▶ [Work required]:
I need each line of the entries below that includes the string "Throw".

---------- Data shown

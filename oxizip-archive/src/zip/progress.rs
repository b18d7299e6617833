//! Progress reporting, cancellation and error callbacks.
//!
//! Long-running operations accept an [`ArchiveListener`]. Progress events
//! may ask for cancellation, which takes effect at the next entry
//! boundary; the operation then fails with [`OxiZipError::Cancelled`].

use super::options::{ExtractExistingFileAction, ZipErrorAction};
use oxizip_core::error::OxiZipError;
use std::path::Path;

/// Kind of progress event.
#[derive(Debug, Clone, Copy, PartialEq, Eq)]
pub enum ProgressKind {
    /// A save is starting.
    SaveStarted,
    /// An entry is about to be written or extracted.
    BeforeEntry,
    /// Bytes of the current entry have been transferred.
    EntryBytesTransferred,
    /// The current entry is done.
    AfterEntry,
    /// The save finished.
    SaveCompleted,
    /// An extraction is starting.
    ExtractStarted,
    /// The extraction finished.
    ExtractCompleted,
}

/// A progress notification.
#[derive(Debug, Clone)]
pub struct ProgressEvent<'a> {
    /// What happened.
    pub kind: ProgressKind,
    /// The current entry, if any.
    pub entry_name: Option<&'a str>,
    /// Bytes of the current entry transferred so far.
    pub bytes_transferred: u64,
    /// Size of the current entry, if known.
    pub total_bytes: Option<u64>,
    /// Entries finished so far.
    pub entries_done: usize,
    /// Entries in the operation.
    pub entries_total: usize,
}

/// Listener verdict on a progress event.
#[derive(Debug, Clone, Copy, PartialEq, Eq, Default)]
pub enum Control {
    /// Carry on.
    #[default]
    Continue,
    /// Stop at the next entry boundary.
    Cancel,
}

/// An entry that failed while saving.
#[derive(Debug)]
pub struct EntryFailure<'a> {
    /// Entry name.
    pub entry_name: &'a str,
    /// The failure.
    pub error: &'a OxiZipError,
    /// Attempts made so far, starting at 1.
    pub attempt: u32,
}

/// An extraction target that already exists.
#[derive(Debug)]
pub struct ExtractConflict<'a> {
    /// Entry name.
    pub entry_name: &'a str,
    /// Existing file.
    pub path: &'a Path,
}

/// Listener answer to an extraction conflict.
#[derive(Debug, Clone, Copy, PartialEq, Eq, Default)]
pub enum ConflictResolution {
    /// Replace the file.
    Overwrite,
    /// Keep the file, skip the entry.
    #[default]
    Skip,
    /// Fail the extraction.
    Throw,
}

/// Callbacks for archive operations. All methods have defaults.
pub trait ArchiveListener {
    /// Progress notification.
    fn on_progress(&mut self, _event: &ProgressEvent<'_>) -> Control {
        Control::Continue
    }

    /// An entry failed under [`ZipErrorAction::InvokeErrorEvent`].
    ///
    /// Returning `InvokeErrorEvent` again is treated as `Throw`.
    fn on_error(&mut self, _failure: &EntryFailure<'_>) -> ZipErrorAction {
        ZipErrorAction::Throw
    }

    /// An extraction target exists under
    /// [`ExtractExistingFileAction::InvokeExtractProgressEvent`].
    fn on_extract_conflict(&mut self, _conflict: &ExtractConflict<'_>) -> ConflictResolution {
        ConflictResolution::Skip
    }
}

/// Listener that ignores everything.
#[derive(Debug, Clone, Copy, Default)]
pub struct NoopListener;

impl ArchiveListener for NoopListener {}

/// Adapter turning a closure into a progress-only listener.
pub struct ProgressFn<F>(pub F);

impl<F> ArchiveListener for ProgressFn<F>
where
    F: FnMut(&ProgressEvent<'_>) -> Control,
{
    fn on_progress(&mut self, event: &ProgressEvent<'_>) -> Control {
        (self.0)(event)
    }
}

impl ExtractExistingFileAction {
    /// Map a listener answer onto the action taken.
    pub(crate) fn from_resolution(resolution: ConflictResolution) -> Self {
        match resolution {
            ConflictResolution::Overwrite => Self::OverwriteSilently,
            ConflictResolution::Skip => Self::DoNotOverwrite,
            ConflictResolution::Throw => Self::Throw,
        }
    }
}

--------------------

▶ [Task response]:
    Throw,
    /// Returning `InvokeErrorEvent` again is treated as `Throw`.
        ZipErrorAction::Throw
            ConflictResolution::Throw => Self::Throw,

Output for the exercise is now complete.